What you will do:
Go to the line in the entries below that holds "ExitCode::FAILURE" and repeat exactly from there through the line that holds "with room to", inclusive.

Exercise material:
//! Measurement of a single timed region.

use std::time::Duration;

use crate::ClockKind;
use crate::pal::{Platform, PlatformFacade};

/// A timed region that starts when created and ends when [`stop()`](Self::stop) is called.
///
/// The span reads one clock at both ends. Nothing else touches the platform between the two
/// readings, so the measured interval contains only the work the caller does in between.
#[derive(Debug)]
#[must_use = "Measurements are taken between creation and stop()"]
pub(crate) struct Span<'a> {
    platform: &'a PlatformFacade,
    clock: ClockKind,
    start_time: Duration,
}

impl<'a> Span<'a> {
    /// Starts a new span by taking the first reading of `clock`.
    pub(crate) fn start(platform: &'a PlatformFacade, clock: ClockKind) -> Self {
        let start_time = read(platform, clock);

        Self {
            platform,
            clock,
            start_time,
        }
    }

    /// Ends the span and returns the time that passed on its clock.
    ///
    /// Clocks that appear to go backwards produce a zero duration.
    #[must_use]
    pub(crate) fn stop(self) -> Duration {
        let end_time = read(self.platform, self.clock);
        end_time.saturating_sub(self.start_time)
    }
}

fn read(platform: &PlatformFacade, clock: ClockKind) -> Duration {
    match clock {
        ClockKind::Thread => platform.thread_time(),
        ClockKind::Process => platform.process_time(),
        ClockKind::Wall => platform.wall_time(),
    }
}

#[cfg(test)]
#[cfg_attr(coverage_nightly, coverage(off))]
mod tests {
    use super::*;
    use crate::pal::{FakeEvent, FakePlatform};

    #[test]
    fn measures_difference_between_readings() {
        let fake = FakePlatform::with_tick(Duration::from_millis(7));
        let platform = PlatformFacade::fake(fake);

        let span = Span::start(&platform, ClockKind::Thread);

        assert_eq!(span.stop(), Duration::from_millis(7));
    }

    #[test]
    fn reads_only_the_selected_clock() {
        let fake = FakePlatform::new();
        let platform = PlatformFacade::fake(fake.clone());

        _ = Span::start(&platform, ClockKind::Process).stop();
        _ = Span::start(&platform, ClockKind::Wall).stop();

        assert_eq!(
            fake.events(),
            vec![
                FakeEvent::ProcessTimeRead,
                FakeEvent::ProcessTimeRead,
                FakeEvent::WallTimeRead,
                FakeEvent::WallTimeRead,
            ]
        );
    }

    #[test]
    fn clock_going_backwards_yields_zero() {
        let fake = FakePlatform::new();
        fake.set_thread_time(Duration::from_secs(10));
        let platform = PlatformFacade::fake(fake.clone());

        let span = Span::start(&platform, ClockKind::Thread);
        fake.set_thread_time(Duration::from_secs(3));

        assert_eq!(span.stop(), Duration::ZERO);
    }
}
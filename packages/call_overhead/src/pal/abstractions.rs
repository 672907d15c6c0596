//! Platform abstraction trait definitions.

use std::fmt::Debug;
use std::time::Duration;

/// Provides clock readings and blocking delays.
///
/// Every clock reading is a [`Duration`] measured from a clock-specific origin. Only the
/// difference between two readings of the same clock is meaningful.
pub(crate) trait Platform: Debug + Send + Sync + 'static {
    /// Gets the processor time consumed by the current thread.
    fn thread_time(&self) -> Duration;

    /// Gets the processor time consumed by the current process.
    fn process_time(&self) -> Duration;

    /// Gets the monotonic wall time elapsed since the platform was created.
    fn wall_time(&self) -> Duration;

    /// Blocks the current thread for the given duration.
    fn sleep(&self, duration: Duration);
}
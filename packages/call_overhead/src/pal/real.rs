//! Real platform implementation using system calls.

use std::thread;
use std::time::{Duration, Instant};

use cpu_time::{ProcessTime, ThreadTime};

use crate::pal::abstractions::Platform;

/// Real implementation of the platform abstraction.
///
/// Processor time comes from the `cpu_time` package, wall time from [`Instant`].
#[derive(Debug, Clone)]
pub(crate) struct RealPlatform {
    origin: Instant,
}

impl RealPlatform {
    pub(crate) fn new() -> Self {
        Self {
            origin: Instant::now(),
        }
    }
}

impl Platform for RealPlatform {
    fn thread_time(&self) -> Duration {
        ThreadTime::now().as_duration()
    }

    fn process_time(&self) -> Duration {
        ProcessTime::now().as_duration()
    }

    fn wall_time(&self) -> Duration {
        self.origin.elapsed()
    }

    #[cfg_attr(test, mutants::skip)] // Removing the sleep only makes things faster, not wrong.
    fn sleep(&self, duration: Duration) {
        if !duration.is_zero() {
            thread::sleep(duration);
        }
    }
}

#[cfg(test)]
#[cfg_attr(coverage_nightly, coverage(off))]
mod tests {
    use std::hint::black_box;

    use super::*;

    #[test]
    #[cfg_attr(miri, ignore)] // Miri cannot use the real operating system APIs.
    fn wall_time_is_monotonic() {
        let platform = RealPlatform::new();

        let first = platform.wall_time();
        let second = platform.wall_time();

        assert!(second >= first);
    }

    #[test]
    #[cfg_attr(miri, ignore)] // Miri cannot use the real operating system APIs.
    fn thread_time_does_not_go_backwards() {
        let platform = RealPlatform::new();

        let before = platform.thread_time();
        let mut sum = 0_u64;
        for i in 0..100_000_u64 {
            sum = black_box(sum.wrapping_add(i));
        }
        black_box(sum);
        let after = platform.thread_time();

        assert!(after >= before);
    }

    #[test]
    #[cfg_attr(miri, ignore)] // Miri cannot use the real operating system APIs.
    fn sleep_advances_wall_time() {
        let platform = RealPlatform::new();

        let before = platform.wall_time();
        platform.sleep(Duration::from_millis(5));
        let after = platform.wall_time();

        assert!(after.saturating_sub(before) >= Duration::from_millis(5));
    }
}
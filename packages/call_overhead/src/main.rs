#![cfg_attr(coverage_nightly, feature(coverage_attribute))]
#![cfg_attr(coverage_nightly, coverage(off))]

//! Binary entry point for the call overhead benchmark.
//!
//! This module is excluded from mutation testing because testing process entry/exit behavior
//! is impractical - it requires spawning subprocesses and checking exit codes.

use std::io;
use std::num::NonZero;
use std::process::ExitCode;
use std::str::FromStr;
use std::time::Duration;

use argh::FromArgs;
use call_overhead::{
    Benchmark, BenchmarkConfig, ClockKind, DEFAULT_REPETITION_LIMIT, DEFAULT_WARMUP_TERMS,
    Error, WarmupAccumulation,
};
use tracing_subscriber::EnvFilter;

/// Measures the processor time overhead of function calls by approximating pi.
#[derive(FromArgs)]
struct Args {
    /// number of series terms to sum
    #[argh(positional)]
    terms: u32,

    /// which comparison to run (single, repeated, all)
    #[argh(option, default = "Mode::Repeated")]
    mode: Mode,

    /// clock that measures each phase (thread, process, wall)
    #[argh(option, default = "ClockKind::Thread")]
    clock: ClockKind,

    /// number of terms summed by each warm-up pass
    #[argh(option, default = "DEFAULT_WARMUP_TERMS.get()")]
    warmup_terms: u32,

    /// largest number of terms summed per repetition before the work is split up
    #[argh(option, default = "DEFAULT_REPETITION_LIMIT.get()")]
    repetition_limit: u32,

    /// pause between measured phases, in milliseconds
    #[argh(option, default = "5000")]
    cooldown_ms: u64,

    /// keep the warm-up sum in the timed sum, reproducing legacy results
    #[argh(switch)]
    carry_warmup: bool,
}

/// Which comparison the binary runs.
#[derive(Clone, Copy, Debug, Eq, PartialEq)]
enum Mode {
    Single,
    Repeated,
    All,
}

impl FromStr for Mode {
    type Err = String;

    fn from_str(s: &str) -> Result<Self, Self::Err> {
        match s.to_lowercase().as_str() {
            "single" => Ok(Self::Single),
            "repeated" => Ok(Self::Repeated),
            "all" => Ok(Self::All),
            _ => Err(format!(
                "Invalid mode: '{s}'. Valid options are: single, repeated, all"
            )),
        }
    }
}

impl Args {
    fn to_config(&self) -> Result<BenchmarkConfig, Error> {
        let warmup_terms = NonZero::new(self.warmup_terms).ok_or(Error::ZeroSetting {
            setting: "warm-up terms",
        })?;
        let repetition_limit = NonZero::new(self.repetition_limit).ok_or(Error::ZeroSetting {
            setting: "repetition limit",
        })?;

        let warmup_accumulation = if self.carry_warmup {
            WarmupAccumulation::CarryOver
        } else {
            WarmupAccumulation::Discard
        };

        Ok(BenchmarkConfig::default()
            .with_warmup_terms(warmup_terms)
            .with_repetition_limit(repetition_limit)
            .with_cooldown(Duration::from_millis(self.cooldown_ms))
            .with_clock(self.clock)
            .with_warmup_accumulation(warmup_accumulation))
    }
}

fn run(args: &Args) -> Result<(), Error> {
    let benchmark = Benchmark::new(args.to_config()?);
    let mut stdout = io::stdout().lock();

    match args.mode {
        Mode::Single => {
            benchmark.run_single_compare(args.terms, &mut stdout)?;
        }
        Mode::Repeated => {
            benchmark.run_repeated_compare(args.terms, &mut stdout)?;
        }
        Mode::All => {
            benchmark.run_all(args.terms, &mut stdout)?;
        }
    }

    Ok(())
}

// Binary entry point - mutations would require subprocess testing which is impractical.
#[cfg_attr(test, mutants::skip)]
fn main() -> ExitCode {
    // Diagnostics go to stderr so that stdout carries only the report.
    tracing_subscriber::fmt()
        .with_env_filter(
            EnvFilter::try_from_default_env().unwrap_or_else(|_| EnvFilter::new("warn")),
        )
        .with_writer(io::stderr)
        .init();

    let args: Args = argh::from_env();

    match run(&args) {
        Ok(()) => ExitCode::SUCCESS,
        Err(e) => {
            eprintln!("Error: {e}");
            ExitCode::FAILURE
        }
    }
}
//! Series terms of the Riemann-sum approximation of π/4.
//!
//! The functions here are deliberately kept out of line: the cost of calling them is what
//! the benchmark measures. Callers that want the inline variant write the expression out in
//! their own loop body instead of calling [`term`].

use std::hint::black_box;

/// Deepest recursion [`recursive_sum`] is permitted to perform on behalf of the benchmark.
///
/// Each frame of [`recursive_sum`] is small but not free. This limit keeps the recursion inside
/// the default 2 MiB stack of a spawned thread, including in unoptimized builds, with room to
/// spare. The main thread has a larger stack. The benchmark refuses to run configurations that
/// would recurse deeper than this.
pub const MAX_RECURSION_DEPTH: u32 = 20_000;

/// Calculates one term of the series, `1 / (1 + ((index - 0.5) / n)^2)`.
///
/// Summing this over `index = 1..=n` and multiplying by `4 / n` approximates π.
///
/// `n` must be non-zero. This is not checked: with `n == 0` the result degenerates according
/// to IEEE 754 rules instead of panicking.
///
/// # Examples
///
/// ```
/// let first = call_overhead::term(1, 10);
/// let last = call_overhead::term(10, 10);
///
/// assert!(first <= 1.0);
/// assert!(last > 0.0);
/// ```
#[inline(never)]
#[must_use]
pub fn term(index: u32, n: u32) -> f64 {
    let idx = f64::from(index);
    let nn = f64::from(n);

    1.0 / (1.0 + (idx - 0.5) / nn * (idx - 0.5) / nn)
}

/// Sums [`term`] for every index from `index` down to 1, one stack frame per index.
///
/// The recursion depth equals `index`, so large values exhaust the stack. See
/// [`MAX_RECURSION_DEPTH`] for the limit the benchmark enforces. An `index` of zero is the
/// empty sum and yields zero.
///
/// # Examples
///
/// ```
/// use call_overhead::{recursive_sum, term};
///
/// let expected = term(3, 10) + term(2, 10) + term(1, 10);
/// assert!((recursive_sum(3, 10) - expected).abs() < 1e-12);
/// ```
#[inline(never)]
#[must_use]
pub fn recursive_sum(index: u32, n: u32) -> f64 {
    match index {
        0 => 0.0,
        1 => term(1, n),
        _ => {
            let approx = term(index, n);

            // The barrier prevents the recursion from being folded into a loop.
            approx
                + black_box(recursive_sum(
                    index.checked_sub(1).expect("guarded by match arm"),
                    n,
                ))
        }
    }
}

Finished exercise:
            ExitCode::FAILURE
        }
    }
}
//! Series terms of the Riemann-sum approximation of π/4.
//!
//! The functions here are deliberately kept out of line: the cost of calling them is what
//! the benchmark measures. Callers that want the inline variant write the expression out in
//! their own loop body instead of calling [`term`].

use std::hint::black_box;

/// Deepest recursion [`recursive_sum`] is permitted to perform on behalf of the benchmark.
///
/// Each frame of [`recursive_sum`] is small but not free. This limit keeps the recursion inside
/// the default 2 MiB stack of a spawned thread, including in unoptimized builds, with room to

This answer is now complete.